I doubt that the Labor caucus will take Milner’s advice and blast the PM out of office. Still, the fact that a palace coup is even being talked about publicly shows how much trouble the government is in.
LABOR STILL TRYING TO QUIETLY ADD INDIGENOUS VOICE AFTER WE SAID NO
While Labor governments around the country are still establishing separate Indigenous “voices”, exploring treaties and rewriting our history as a story of shame – as if last year’s rejection of the Uluru agenda had never happened – at least some local councils have got the message.
Last week, Unley council in South Australia and Rockingham council in Western Australia overturned earlier decisions to move their citizenship events away from January 26 and will now hold celebrations on Australia Day. Both councils conducted surveys, and in both cases more than 60 per cent of respondents wanted events kept on January 26.

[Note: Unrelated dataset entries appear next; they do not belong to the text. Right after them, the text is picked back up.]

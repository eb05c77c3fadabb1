//! Index resolution between record ids, pages, and chunk files.
//!
//! The corpus is a dense, 1-based sequence of records split into
//! fixed-size chunk files. A [`CorpusLayout`] holds the three numbers fixed
//! at configuration time (chunk size, page size, total record count) and
//! answers every addressing question the reader needs:
//!
//! | Question | Method |
//! |----------|--------|
//! | Which chunk holds record `id`? | [`CorpusLayout::chunk_for_record`] |
//! | Which records does page `p` show? | [`CorpusLayout::range_for_page`] |
//! | Where does a record sit inside its chunk? | [`CorpusLayout::slice_within_chunk`] |
//! | Is a jump target valid, and where is it? | [`CorpusLayout::resolve_jump`] |
//! | Which chunks does a range touch? | [`CorpusLayout::chunks_spanning`] |
//!
//! ```text
//! record id:  1 ........ 1000 | 1001 ....... 2000 | ... | 37001 .. 37943
//! chunk id:        001        |       002         | ... |      038
//! page (100): 1 2 ... 10      | 11 ... 20         | ... | 371 ... 380
//! ```

use std::fmt;
use std::str::FromStr;

use serde::{Serialize, Serializer};
use thiserror::Error;

/// Validation failures raised before any chunk is fetched.
#[derive(Debug, Clone, PartialEq, Eq, Error)]
pub enum ResolveError {
    #[error("record {id} is out of range: enter a number between 1 and {total}")]
    RecordOutOfRange { id: u64, total: u64 },

    #[error("'{input}' is not a record number: enter a number between 1 and {total}")]
    NotANumber { input: String, total: u64 },

    #[error("page {page} is out of range: pages start at 1")]
    PageOutOfRange { page: u64 },

    #[error("invalid chunk token: '{0}'")]
    InvalidChunkToken(String),

    #[error("invalid corpus layout: {0}")]
    InvalidLayout(&'static str),
}

/// A 1-based chunk number, rendered as a three-digit zero-padded token.
#[derive(Debug, Clone, Copy, PartialEq, Eq, PartialOrd, Ord, Hash)]
pub struct ChunkId(u32);

impl ChunkId {
    /// Wraps a raw 1-based chunk number. Returns `None` for zero.
    pub fn new(n: u32) -> Option<Self> {
        (n >= 1).then_some(Self(n))
    }

    pub fn get(self) -> u32 {
        self.0
    }

    /// File name of this chunk, e.g. `hadiths_001.json`.
    pub fn file_name(self) -> String {
        format!("hadiths_{}.json", self)
    }

    /// Request path of this chunk under `data_dir`, e.g. `data/hadiths_001.json`.
    pub fn path_in(self, data_dir: &str) -> String {
        let dir = data_dir.trim_matches('/');
        if dir.is_empty() {
            self.file_name()
        } else {
            format!("{}/{}", dir, self.file_name())
        }
    }
}

impl fmt::Display for ChunkId {
    fn fmt(&self, f: &mut fmt::Formatter<'_>) -> fmt::Result {
        write!(f, "{:03}", self.0)
    }
}

impl Serialize for ChunkId {
    fn serialize<S: Serializer>(&self, serializer: S) -> Result<S::Ok, S::Error> {
        serializer.collect_str(self)
    }
}

impl FromStr for ChunkId {
    type Err = ResolveError;

    fn from_str(s: &str) -> Result<Self, Self::Err> {
        let trimmed = s.trim();
        if trimmed.is_empty() || !trimmed.bytes().all(|b| b.is_ascii_digit()) {
            return Err(ResolveError::InvalidChunkToken(s.to_string()));
        }
        trimmed
            .parse::<u32>()
            .ok()
            .and_then(ChunkId::new)
            .ok_or_else(|| ResolveError::InvalidChunkToken(s.to_string()))
    }
}

/// An inclusive range of absolute record ids. Empty when `start > end`.
#[derive(Debug, Clone, Copy, PartialEq, Eq, Serialize)]
pub struct RecordRange {
    pub start: u64,
    pub end: u64,
}

impl RecordRange {
    pub fn is_empty(&self) -> bool {
        self.start > self.end
    }

    pub fn len(&self) -> u64 {
        if self.is_empty() {
            0
        } else {
            self.end - self.start + 1
        }
    }

    pub fn contains(&self, id: u64) -> bool {
        self.start <= id && id <= self.end
    }
}

/// Fixed addressing constants for one corpus.
#[derive(Debug, Clone, Copy, PartialEq, Eq)]
pub struct CorpusLayout {
    chunk_size: u64,
    page_size: u64,
    total_records: u64,
}

impl CorpusLayout {
    pub fn new(chunk_size: u64, page_size: u64, total_records: u64) -> Result<Self, ResolveError> {
        if chunk_size == 0 {
            return Err(ResolveError::InvalidLayout("chunk size must be > 0"));
        }
        if page_size == 0 {
            return Err(ResolveError::InvalidLayout("page size must be > 0"));
        }
        if total_records == 0 {
            return Err(ResolveError::InvalidLayout("total record count must be > 0"));
        }
        if total_records.div_ceil(chunk_size) > u64::from(u32::MAX) {
            return Err(ResolveError::InvalidLayout("too many chunks"));
        }
        Ok(Self {
            chunk_size,
            page_size,
            total_records,
        })
    }

    pub fn chunk_size(&self) -> u64 {
        self.chunk_size
    }

    pub fn page_size(&self) -> u64 {
        self.page_size
    }

    pub fn total_records(&self) -> u64 {
        self.total_records
    }

    pub fn total_pages(&self) -> u64 {
        self.total_records.div_ceil(self.page_size)
    }

    pub fn total_chunks(&self) -> u32 {
        // Bounded by the check in `new`.
        self.total_records.div_ceil(self.chunk_size) as u32
    }

    /// Chunk holding record `id`: `floor((id - 1) / chunk_size) + 1`.
    ///
    /// Only the lower bound is checked here; use [`resolve_jump`](Self::resolve_jump)
    /// for input that must also lie within the corpus.
    pub fn chunk_for_record(&self, id: u64) -> Result<ChunkId, ResolveError> {
        if id < 1 {
            return Err(ResolveError::RecordOutOfRange {
                id,
                total: self.total_records,
            });
        }
        let n = (id - 1) / self.chunk_size + 1;
        u32::try_from(n)
            .ok()
            .and_then(ChunkId::new)
            .ok_or(ResolveError::RecordOutOfRange {
                id,
                total: self.total_records,
            })
    }

    /// Absolute record range shown on `page`.
    ///
    /// A page past the end of the corpus yields an empty range rather than
    /// an error; the caller renders a "no results" state for it.
    pub fn range_for_page(&self, page: u64) -> Result<RecordRange, ResolveError> {
        if page < 1 {
            return Err(ResolveError::PageOutOfRange { page });
        }
        let start = (page - 1).saturating_mul(self.page_size).saturating_add(1);
        let end = start
            .saturating_add(self.page_size - 1)
            .min(self.total_records);
        Ok(RecordRange { start, end })
    }

    /// Offset of `global_start` inside the chunk that holds it.
    pub fn slice_within_chunk(&self, global_start: u64) -> usize {
        (global_start.saturating_sub(1) % self.chunk_size) as usize
    }

    /// Bounds-checked chunk lookup for a jump target.
    pub fn resolve_jump(&self, id: u64) -> Result<ChunkId, ResolveError> {
        if id < 1 || id > self.total_records {
            return Err(ResolveError::RecordOutOfRange {
                id,
                total: self.total_records,
            });
        }
        self.chunk_for_record(id)
    }

    /// Parses and validates raw jump input such as the text of an input box.
    pub fn parse_jump_input(&self, input: &str) -> Result<u64, ResolveError> {
        let id = input
            .trim()
            .parse::<u64>()
            .map_err(|_| ResolveError::NotANumber {
                input: input.to_string(),
                total: self.total_records,
            })?;
        self.resolve_jump(id)?;
        Ok(id)
    }

    /// Page that displays record `id`.
    pub fn page_for_record(&self, id: u64) -> u64 {
        id.saturating_sub(1) / self.page_size + 1
    }

    /// Records stored in `chunk`, clipped to the corpus size.
    pub fn chunk_records(&self, chunk: ChunkId) -> RecordRange {
        let start = u64::from(chunk.get() - 1) * self.chunk_size + 1;
        let end = (start + self.chunk_size - 1).min(self.total_records);
        RecordRange { start, end }
    }

    /// Every chunk that `range` touches, in order.
    pub fn chunks_spanning(&self, range: RecordRange) -> Vec<ChunkId> {
        if range.is_empty() {
            return Vec::new();
        }
        let (Ok(first), Ok(last)) = (
            self.chunk_for_record(range.start),
            self.chunk_for_record(range.end),
        ) else {
            return Vec::new();
        };
        (first.get()..=last.get()).filter_map(ChunkId::new).collect()
    }
}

So far, officialdom has mostly not let the Voice’s smashing defeat interfere with their separatist agenda. But the backlash is building against being welcomed to “country” at sporting events, civic ceremonies, and every time a plane lands, given that people can hardly be welcomed to what’s already theirs, and voters overwhelmingly said NO to having two classes of citizen based on ancestry.
Even the Minns Labor government in NSW, the country’s most sensible, last week appointed three Indigenous commissioners to work out how best to create a state Indigenous treaty process – as if a state can have a treaty with its own people.
At least the commissioners will ask “whether Indigenous communities even want a treaty”, but as we know, ‘treaty’ is almost always followed by ‘reparations’ and I would be surprised if people rule out more millions.
Of all the reasons to kick out the Albanese government at the next election, not listening to us on the Voice, and the reasons why we rejected it, is high up.